「フラット化する世界 〜The World Is Flat(上)」(トーマス・フリードマン著)、読了しました。
流れるような饒舌体の文章です。
ところどころに、極めつけの文章が散りばめられていますが、さまざまな視察、インタヴュー、読み物から得た情報などを盛りだくさんに語りに語っています。(圧縮すれば上下2巻でなく1巻でまとまったはずでしょうが、著者のキャラなのですね)
実は思わせぶりで恐縮だったのですが、下記の本を読み、考えがまとまらずにいたのです。丸善で同じくベストセラーになっていた本です。
この本の著者ダニエル・ピンクによると、IT革命はこれからが本番であり(フリードマンもはっきり書いています)、医師、弁護士や公認会計士等の士業種の受ける影響は大きいということでした。
フリードマンの「フラット化する世界」を読み、確かにわたしたちの仕事ないし仕事のスタイルも変わって行かざるを得ないと確信しました。それにアジャストしていかなければならないと思っています。
だんだんと考えがまとまりつつあります。
ただそれはここでご説明するよりも、きっとこれからのわたしの仕事によって明らかにするべきことなのではないかと思っています。
さて、このフリードマンの本。
世界は驚くべき速度でフラット化している、世界中のどこからでもいかなるビジネスにもチャレンジないしはコミットできる可能性がオープンになったといいます。
グーグルで検索することを、「ググる」と表現することを初めてこの本で知りました。
グーグルの凄さ。
フリードマンは言います。
「フラットな世界では、逃げることもできなければ、隠れることもできない。小さな石までひとつひとつ裏返されて行く。何をやっても、どんな過ちを犯しても、いつかは検索でわかってしまうから、真っ正直に暮らした方がいい。」
これは大事なことですね。昔から日本では地域社会がしっかりしていて、「世間様」のおかげで滅多なことはできませんでしたし、今でもある程度はそれが守られているようにも思えます(都市化、欧米化のせいで崩れてはいますが)。
聖書を信じていても、行いでは目先の利益が優先されるようなドライなお国柄の国でも、世界のフラット化現象(グーグルはその要因ないし要素の1つ)によって、「正直・誠実が大事」というカビ臭い教訓が、「いい相手といい関係を築き、お互いに利益をもたらすためには絶対不可欠」という、実利的な意味で復活したということでしょうか。
世界の平準化(平等化ではない)。
フリードマンは言います。
「それまで競技場から閉め出されていた30億人(中国、インド、ロシア、東欧、南米、中央アジア)が、あらゆる人たちとプラグ&プレイできるようになったことに気づいた。
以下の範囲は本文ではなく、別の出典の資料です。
//! Per-letter score maps
//!
//! Every scorer produces a `ScoreMap`: a real-valued score for each letter it
//! considered. Selection takes the maximum, with ties going to the letter that
//! comes first alphabetically.

use crate::core::{ALPHABET_SIZE, LetterSet, letter_index};

/// Mapping from letter to score; unscored letters are absent
#[derive(Debug, Clone, Copy, PartialEq, Default)]
pub struct ScoreMap {
    scores: [Option<f64>; ALPHABET_SIZE],
}

impl ScoreMap {
    #[must_use]
    pub fn new() -> Self {
        Self::default()
    }

    /// Set the score of a letter, replacing any previous value
    pub fn insert(&mut self, letter: u8, score: f64) {
        if let Some(i) = letter_index(letter) {
            self.scores[i] = Some(score);
        }
    }

    /// Add to the score of a letter, starting from 0 if it was unscored
    pub fn accumulate(&mut self, letter: u8, score: f64) {
        if let Some(i) = letter_index(letter) {
            *self.scores[i].get_or_insert(0.0) += score;
        }
    }

    #[must_use]
    pub fn get(&self, letter: u8) -> Option<f64> {
        letter_index(letter).and_then(|i| self.scores[i])
    }

    #[must_use]
    pub fn len(&self) -> usize {
        self.scores.iter().flatten().count()
    }

    #[must_use]
    pub fn is_empty(&self) -> bool {
        self.scores.iter().all(Option::is_none)
    }

    /// Letters that carry a score
    #[must_use]
    pub fn letters(&self) -> LetterSet {
        self.iter().map(|(letter, _)| letter).collect()
    }

    /// Scored letters in alphabetical order
    pub fn iter(&self) -> impl Iterator<Item = (u8, f64)> + '_ {
        self.scores
            .iter()
            .enumerate()
            .filter_map(|(i, score)| score.map(|s| (b'a' + i as u8, s)))
    }

    /// Highest-scoring letter and its score
    ///
    /// Ties go to the alphabetically first letter. NaN scores are never
    /// selected. Returns `None` when no letter has a comparable score.
    ///
    /// # Examples
    /// ```
    /// use hangman_solver::solver::ScoreMap;
    ///
    /// let mut scores = ScoreMap::new();
    /// scores.insert(b'r', 1.5);
    /// scores.insert(b't', 1.5);
    /// scores.insert(b'e', 0.2);
    /// assert_eq!(scores.best(), Some((b'r', 1.5)));
    /// ```
    #[must_use]
    pub fn best(&self) -> Option<(u8, f64)> {
        self.iter()
            .filter(|(_, score)| !score.is_nan())
            .fold(None, |best, (letter, score)| match best {
                Some((_, best_score)) if score.total_cmp(&best_score).is_le() => best,
                _ => Some((letter, score)),
            })
    }
}

impl FromIterator<(u8, f64)> for ScoreMap {
    fn from_iter<I: IntoIterator<Item = (u8, f64)>>(iter: I) -> Self {
        let mut map = Self::new();
        for (letter, score) in iter {
            map.insert(letter, score);
        }
        map
    }
}

#[cfg(test)]
mod tests {
    use super::*;

    #[test]
    fn empty_map_has_no_best() {
        let scores = ScoreMap::new();
        assert!(scores.is_empty());
        assert_eq!(scores.len(), 0);
        assert_eq!(scores.best(), None);
    }

    #[test]
    fn best_picks_maximum() {
        let scores: ScoreMap = [(b'a', 0.1), (b'm', 3.0), (b'z', 2.0)].into_iter().collect();
        assert_eq!(scores.best(), Some((b'm', 3.0)));
    }

    #[test]
    fn ties_go_to_first_letter() {
        let scores: ScoreMap = [(b'z', 1.0), (b'c', 1.0), (b'q', 1.0)].into_iter().collect();
        assert_eq!(scores.best(), Some((b'c', 1.0)));
    }

    #[test]
    fn zero_scores_are_still_selectable() {
        let scores: ScoreMap = [(b'x', 0.0), (b'y', 0.0)].into_iter().collect();
        assert_eq!(scores.best(), Some((b'x', 0.0)));
    }

    #[test]
    fn nan_scores_are_skipped() {
        let scores: ScoreMap = [(b'a', 1.0), (b'b', f64::NAN), (b'z', f64::NAN)]
            .into_iter()
            .collect();
        assert_eq!(scores.best(), Some((b'a', 1.0)));

        let only_nan: ScoreMap = [(b'q', f64::NAN)].into_iter().collect();
        assert_eq!(only_nan.best(), None);
    }

    #[test]
    fn accumulate_sums_values() {
        let mut scores = ScoreMap::new();
        scores.accumulate(b'e', 0.25);
        scores.accumulate(b'e', 0.5);
        assert_eq!(scores.get(b'e'), Some(0.75));
        assert_eq!(scores.get(b'f'), None);
    }

    #[test]
    fn iter_is_alphabetical() {
        let scores: ScoreMap = [(b't', 1.0), (b'b', 2.0)].into_iter().collect();
        let letters: Vec<u8> = scores.iter().map(|(l, _)| l).collect();
        assert_eq!(letters, vec![b'b', b't']);
        assert_eq!(scores.letters().to_string(), "bt");
    }

    #[test]
    fn non_letters_are_ignored() {
        let mut scores = ScoreMap::new();
        scores.insert(b'_', 1.0);
        scores.accumulate(b'A', 1.0);
        assert!(scores.is_empty());
    }
}
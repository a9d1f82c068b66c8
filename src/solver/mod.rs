//! Hangman guessing algorithms
//!
//! This module contains the candidate filter, the letter scorers and the
//! strategies that combine them into one guess per game state.

pub mod bayesian;
mod engine;
pub mod entropy;
pub mod fallback;
mod filter;
mod ngram;
mod score;
pub mod strategy;

pub use engine::{
    ConfigError, Guess, GuessContext, GuessError, GuessSource, Solver, SolverConfig, decide,
};
pub use fallback::fallback;
pub use filter::{filter_candidates, is_candidate};
pub use ngram::NgramStats;
pub use score::ScoreMap;
pub use strategy::{
    BayesianStrategy, ComboStrategy, EntropyStrategy, RandomStrategy, Strategy, StrategyType,
    UnigramStrategy,
};
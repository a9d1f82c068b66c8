//! Hangman Solver
//!
//! Picks the next letter in a game of Hangman using information theory over a
//! word corpus, with a smoothed n-gram model for words the corpus does not know.
//!
//! # Quick Start
//!
//! ```rust
//! use hangman_solver::core::{GameState, LetterSet, Pattern};
//! use hangman_solver::corpus::{WORDS, loader::words_from_slice};
//! use hangman_solver::solver::{NgramStats, Solver, StrategyType};
//!
//! let corpus = words_from_slice(WORDS);
//! let stats = NgramStats::build(&corpus);
//! let solver = Solver::new(StrategyType::default(), &corpus, &stats);
//!
//! let state = GameState::new(Pattern::parse("_ p p _ e").unwrap(), LetterSet::parse("p e").unwrap());
//! let guess = solver.next_guess(&state, &mut rand::rng()).unwrap();
//! println!("Next guess: {}", guess.as_char());
//! ```

// Core domain types
pub mod core;

// Guess engine
pub mod solver;

// Word corpus
pub mod corpus;

// Command implementations
pub mod commands;

// Terminal output formatting
pub mod output;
…こういった新参者の大多数は、家を出る必要すらなかった。…競技場の方からやってきたのだ!」
このことは、国内でも言えそうですね。フリードマンは、中高年女性の在宅ワークの現状(パソコンと電話を使っての情報サービス)についても紹介されています。これまでふつうには仕事ができないと思われていた年齢層や居住地その他のハンデのある人たちに就職やビジネスのチャンスがあるということになりますね。
ピンクの本とフリードマンの本は、ならべて売られていましたが、確かにセットで読むと分かりやすい気がします。
ただ、インパクトがあったのは最初に読んだせいもあるのですが、個人的にはピンクの本の方でした。
それにしても、フリードマンは網羅的でさまざまな分野におけるフラット化に関して論じていること、口語の饒舌体であって読みやすいこと、から下巻も読んでみようかなという気にさせられました。